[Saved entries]
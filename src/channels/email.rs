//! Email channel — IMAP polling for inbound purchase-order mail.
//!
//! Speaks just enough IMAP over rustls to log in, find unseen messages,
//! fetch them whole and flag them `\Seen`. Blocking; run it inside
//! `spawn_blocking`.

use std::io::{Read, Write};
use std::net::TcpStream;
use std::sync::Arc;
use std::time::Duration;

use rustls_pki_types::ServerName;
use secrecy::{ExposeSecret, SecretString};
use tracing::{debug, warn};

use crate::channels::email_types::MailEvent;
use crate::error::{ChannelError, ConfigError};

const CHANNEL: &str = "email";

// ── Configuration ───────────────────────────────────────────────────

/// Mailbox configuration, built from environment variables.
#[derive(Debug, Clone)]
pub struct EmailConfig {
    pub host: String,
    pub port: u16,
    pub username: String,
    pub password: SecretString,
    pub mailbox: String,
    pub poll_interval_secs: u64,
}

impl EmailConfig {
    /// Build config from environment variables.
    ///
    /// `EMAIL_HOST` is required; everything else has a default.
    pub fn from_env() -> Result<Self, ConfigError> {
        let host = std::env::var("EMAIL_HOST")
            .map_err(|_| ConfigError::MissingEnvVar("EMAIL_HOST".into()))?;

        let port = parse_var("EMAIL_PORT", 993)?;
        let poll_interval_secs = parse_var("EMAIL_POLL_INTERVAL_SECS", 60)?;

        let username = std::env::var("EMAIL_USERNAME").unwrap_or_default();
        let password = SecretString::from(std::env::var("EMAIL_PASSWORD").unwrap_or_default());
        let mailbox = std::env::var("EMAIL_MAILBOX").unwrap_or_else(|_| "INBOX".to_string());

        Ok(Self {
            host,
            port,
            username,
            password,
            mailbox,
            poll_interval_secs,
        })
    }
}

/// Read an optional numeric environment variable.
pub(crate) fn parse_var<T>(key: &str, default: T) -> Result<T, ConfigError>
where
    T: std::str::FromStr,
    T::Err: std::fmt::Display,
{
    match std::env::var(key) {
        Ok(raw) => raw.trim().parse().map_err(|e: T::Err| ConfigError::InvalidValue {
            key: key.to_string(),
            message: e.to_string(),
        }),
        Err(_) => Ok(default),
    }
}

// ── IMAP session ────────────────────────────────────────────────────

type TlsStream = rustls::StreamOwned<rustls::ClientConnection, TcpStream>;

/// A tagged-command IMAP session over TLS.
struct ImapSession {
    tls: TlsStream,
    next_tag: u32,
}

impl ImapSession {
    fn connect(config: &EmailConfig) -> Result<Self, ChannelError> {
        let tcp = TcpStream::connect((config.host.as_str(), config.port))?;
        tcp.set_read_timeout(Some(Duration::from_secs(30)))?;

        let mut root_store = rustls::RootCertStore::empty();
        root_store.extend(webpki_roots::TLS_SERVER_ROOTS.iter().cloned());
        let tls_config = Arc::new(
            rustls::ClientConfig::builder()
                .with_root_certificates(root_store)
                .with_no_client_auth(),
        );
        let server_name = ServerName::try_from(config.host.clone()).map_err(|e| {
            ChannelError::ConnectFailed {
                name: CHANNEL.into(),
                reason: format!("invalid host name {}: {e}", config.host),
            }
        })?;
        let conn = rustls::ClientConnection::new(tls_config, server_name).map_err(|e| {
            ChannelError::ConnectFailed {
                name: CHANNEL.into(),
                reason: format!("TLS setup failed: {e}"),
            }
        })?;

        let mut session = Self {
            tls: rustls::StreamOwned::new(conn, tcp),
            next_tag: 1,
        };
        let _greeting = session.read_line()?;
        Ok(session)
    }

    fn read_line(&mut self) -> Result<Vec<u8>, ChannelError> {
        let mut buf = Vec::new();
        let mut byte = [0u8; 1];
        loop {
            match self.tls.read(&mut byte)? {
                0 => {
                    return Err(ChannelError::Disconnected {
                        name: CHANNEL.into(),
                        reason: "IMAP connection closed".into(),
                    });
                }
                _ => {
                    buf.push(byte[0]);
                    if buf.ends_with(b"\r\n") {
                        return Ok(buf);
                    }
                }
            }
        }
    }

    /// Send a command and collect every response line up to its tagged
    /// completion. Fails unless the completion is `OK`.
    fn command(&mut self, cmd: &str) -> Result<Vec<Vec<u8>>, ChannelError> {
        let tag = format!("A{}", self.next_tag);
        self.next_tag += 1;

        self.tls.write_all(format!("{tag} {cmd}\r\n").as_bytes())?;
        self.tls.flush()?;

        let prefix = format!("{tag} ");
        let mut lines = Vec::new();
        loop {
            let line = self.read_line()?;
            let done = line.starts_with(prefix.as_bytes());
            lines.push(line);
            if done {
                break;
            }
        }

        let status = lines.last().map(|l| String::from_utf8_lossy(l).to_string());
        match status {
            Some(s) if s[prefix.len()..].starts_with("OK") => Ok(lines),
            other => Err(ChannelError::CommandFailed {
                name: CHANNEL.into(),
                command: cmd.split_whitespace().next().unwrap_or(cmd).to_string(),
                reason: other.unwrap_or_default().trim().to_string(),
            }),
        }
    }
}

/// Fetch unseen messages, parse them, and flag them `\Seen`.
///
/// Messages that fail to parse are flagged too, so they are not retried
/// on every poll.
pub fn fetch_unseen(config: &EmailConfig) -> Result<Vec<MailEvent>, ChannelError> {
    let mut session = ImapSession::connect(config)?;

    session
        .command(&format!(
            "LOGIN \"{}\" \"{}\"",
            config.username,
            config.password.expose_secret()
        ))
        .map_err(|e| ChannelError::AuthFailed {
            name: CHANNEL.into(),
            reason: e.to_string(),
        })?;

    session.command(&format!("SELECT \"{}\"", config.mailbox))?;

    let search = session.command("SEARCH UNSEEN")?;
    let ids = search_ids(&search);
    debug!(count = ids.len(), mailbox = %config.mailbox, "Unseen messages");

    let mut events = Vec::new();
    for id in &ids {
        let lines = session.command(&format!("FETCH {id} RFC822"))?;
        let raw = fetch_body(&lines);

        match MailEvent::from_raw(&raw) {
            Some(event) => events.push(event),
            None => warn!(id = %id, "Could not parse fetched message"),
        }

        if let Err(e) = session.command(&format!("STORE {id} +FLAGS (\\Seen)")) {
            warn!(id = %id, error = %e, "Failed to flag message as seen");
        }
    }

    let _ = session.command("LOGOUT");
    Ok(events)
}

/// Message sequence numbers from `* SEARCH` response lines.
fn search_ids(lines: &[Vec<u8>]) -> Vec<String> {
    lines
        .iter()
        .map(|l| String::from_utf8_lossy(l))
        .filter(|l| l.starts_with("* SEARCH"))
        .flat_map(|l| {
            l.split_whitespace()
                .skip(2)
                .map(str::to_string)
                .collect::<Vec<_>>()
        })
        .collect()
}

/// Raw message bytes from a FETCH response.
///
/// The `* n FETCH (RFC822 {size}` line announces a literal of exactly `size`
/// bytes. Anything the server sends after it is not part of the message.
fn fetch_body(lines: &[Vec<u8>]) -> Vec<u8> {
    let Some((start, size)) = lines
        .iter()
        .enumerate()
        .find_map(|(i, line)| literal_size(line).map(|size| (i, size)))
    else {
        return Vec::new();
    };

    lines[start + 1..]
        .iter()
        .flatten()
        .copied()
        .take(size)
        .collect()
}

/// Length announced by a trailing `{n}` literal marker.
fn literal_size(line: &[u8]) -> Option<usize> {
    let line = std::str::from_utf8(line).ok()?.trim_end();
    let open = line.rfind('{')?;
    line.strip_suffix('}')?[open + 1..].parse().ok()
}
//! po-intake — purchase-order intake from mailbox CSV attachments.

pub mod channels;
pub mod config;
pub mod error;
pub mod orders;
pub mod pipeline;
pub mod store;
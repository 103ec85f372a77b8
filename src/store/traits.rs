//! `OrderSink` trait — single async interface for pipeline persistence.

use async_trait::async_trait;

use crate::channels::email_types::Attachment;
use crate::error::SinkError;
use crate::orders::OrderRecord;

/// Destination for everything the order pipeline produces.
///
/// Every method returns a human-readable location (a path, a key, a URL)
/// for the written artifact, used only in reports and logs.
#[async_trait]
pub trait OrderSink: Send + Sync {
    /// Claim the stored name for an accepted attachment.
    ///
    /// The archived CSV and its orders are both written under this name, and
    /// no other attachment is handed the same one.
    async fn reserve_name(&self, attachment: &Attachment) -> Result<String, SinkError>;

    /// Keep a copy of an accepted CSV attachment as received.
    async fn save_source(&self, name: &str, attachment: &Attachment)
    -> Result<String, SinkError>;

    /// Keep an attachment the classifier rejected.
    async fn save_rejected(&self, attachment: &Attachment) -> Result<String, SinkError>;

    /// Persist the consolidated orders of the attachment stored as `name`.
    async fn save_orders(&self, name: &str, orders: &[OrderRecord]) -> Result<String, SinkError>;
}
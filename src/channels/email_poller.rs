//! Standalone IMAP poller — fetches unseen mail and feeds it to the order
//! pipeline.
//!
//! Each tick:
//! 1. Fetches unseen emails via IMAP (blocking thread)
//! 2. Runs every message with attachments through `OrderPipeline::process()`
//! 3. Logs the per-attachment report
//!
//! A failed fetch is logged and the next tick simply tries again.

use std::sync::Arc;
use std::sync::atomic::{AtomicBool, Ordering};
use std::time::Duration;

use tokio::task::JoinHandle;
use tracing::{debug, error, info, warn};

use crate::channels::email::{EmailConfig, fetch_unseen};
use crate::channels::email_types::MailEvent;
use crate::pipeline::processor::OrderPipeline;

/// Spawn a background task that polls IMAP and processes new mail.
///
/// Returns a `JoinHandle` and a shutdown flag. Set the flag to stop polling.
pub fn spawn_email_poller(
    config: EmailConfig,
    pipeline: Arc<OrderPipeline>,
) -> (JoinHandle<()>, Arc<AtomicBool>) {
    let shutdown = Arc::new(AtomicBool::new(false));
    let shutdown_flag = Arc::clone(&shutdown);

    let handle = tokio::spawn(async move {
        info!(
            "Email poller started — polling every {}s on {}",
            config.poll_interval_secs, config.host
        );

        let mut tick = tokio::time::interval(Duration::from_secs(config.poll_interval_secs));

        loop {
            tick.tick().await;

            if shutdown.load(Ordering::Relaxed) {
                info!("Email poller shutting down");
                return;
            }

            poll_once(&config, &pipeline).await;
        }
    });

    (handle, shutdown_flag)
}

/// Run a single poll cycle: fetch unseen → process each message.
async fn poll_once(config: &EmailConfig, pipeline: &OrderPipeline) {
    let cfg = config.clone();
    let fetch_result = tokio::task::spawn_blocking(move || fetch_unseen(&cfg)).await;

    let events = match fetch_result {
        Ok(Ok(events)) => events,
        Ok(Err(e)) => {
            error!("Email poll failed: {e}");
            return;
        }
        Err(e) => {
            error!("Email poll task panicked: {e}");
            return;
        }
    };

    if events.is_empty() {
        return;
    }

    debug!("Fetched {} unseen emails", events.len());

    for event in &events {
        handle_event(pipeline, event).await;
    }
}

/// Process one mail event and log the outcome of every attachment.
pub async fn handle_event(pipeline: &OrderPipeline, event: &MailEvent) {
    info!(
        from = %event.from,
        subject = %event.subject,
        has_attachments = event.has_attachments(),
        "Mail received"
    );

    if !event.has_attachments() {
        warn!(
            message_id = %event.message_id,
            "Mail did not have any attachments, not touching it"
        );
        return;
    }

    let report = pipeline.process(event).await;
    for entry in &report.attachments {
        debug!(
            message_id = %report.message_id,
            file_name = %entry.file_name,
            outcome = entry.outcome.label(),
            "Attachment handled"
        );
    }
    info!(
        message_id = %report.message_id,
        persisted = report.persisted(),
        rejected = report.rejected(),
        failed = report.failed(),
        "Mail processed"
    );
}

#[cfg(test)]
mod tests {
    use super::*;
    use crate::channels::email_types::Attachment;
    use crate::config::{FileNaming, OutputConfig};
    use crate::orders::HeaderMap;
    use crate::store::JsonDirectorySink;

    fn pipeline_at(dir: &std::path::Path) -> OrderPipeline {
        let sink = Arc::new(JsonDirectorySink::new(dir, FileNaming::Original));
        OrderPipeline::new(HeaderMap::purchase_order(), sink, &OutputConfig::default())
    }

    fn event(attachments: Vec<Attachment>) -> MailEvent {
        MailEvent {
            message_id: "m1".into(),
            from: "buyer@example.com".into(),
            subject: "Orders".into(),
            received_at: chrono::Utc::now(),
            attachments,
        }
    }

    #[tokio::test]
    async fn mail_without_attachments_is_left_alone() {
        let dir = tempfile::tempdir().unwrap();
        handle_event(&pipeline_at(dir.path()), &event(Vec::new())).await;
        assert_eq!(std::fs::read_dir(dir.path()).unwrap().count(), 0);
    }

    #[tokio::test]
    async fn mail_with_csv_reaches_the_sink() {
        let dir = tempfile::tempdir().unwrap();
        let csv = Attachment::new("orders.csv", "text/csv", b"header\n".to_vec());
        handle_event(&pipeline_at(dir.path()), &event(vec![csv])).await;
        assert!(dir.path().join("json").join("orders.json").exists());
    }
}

==

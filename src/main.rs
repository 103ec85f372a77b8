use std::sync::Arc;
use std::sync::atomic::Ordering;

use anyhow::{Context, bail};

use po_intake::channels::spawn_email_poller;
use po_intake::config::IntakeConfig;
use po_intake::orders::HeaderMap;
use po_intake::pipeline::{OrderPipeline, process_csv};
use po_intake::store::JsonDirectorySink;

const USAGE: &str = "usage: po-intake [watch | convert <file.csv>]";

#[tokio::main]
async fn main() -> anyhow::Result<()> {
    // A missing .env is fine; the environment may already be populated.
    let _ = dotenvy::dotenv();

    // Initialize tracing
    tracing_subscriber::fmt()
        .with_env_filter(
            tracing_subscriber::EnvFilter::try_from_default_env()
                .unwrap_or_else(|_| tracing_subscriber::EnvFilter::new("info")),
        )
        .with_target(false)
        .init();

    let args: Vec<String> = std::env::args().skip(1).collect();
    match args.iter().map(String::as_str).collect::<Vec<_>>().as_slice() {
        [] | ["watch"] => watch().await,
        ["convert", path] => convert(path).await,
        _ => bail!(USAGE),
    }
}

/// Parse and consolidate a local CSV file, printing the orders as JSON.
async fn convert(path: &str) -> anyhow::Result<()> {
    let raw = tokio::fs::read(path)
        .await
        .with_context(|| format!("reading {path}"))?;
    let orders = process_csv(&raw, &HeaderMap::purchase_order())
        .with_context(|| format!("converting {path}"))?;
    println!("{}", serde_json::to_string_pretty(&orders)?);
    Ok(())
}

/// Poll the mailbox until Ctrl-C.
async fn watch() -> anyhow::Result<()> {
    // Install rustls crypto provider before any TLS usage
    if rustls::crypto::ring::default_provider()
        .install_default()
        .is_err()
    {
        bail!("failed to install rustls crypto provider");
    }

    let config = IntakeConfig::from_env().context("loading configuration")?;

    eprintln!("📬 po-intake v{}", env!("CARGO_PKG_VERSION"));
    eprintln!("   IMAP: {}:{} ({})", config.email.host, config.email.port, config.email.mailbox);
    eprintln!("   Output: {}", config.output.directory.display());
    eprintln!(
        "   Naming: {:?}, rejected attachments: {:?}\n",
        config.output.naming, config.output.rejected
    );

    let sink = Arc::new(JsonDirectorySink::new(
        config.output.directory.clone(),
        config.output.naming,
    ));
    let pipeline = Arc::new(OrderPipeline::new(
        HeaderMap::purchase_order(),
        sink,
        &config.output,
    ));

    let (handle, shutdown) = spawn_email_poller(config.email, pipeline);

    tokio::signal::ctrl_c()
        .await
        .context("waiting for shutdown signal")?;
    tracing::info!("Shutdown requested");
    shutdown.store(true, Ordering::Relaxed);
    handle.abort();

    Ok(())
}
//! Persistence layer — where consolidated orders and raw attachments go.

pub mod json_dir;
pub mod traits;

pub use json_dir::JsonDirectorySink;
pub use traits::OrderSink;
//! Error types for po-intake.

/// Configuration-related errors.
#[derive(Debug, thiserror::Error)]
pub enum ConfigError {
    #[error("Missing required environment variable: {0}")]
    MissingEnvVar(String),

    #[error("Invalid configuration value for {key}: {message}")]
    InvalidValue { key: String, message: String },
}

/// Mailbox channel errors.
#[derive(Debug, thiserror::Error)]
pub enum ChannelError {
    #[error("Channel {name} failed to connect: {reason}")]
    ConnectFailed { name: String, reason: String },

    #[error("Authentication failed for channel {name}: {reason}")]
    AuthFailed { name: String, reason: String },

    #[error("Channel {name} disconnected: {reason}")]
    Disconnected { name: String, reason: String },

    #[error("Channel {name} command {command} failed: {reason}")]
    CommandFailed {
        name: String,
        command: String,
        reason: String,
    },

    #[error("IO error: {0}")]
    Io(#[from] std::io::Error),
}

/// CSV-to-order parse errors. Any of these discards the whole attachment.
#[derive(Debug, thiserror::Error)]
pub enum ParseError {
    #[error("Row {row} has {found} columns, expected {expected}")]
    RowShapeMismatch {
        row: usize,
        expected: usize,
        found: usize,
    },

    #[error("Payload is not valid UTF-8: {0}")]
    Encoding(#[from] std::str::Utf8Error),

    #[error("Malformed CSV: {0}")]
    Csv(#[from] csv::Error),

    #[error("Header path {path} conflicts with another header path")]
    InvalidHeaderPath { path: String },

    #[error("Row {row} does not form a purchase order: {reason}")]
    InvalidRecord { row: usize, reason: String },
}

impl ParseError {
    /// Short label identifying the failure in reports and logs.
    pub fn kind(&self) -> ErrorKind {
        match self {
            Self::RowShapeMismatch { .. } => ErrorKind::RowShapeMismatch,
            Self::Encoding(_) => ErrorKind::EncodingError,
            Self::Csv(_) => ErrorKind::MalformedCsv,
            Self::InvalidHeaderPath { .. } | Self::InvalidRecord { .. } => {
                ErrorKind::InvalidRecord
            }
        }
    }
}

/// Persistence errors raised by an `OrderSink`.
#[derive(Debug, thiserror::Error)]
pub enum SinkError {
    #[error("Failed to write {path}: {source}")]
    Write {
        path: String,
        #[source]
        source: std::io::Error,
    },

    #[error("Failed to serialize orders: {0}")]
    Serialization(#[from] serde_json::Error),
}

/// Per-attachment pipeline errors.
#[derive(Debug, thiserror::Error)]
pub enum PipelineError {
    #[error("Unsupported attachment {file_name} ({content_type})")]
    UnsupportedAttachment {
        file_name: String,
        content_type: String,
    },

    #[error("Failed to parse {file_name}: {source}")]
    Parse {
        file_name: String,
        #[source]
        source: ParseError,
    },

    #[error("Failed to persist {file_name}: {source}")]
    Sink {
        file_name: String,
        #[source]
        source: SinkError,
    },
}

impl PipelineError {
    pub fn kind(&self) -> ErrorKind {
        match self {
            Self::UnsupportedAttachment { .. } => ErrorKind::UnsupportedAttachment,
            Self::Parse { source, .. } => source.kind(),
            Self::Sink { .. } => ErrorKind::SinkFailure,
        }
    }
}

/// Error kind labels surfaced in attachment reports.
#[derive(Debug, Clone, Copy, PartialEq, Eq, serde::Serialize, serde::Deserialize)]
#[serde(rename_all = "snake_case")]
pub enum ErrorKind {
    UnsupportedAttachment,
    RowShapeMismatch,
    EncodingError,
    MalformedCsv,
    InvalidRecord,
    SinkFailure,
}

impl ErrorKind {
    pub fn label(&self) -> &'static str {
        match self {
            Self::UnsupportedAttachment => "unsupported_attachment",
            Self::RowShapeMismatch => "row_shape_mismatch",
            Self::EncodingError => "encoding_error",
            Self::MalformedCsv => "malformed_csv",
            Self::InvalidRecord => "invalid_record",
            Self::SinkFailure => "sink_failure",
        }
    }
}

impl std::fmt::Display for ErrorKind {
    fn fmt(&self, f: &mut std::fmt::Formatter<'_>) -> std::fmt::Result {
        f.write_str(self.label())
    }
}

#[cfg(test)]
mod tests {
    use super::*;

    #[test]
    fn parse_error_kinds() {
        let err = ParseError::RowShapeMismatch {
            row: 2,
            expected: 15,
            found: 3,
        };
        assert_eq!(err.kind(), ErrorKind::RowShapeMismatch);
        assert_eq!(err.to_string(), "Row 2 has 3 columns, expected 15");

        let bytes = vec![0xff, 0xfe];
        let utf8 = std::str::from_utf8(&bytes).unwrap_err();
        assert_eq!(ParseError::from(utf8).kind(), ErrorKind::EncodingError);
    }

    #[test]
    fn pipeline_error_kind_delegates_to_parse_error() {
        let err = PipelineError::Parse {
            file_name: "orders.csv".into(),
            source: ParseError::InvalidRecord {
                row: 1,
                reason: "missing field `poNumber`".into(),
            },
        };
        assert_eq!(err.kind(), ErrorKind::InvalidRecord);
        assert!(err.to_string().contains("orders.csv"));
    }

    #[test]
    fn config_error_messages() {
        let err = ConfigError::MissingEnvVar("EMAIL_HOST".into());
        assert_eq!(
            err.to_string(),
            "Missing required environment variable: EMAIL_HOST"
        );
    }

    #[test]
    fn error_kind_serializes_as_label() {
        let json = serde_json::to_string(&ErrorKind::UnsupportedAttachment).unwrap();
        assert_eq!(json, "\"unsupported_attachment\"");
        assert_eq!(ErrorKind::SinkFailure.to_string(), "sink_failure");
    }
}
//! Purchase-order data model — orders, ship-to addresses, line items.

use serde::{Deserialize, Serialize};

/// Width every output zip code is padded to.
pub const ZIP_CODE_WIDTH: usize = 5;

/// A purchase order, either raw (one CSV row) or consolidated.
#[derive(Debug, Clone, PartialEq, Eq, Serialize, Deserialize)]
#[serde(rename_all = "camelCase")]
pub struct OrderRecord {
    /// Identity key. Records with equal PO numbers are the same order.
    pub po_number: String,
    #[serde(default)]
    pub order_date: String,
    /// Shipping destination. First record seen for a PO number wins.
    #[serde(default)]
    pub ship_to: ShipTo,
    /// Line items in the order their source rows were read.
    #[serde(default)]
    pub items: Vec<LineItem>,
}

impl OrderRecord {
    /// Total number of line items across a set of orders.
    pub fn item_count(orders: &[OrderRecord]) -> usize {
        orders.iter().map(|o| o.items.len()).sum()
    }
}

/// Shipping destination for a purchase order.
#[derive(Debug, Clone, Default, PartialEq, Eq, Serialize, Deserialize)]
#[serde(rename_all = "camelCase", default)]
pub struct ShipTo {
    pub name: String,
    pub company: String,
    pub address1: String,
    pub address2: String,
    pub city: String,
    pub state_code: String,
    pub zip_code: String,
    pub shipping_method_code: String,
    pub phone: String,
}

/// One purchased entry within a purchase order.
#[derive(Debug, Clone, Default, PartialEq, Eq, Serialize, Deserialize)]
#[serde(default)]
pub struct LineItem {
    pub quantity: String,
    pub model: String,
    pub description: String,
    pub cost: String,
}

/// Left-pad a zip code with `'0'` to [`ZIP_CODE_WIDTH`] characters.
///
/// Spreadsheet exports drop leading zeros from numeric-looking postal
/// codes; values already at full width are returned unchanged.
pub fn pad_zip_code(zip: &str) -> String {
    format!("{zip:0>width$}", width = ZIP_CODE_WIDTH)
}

...

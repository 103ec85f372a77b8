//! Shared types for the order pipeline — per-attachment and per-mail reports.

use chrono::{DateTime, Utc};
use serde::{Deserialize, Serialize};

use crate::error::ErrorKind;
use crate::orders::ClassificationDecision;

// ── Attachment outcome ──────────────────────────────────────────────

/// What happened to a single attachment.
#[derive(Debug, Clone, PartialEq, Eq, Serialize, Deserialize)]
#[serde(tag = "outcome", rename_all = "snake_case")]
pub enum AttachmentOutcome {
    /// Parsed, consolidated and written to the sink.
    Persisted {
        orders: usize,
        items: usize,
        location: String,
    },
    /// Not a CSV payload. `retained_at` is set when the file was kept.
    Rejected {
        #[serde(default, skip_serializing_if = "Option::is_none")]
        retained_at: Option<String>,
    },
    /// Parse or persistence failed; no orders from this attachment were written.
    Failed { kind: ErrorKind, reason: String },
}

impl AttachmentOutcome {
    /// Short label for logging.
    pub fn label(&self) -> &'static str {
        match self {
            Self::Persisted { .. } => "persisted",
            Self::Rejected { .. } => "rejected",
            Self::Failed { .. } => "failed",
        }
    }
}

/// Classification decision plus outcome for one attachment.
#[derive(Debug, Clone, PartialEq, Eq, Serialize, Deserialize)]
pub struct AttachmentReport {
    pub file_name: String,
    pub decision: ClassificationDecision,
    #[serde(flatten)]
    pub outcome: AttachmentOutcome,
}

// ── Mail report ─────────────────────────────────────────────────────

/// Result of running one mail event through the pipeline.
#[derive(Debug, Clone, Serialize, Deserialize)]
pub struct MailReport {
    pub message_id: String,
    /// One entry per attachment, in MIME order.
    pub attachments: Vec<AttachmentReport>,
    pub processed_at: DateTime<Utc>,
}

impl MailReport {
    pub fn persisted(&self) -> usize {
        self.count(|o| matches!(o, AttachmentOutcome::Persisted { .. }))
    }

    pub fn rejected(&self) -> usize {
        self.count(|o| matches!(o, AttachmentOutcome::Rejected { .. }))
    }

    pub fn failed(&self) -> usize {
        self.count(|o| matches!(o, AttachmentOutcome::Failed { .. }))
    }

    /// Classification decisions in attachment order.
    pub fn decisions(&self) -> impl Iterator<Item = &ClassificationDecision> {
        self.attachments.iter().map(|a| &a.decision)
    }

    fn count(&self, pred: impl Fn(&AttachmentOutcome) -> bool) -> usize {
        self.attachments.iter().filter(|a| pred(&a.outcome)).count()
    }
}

» **WORK ORDER**
All lines of the entries above where "tokio" turns up should be reported.

» **ANSWER AREA**
use tokio::task::JoinHandle;
    let handle = tokio::spawn(async move {
        let mut tick = tokio::time::interval(Duration::from_secs(config.poll_interval_secs));
    let fetch_result = tokio::task::spawn_blocking(move || fetch_unseen(&cfg)).await;
    #[tokio::test]
    #[tokio::test]
#[tokio::main]
    let raw = tokio::fs::read(path)
    tokio::signal::ctrl_c()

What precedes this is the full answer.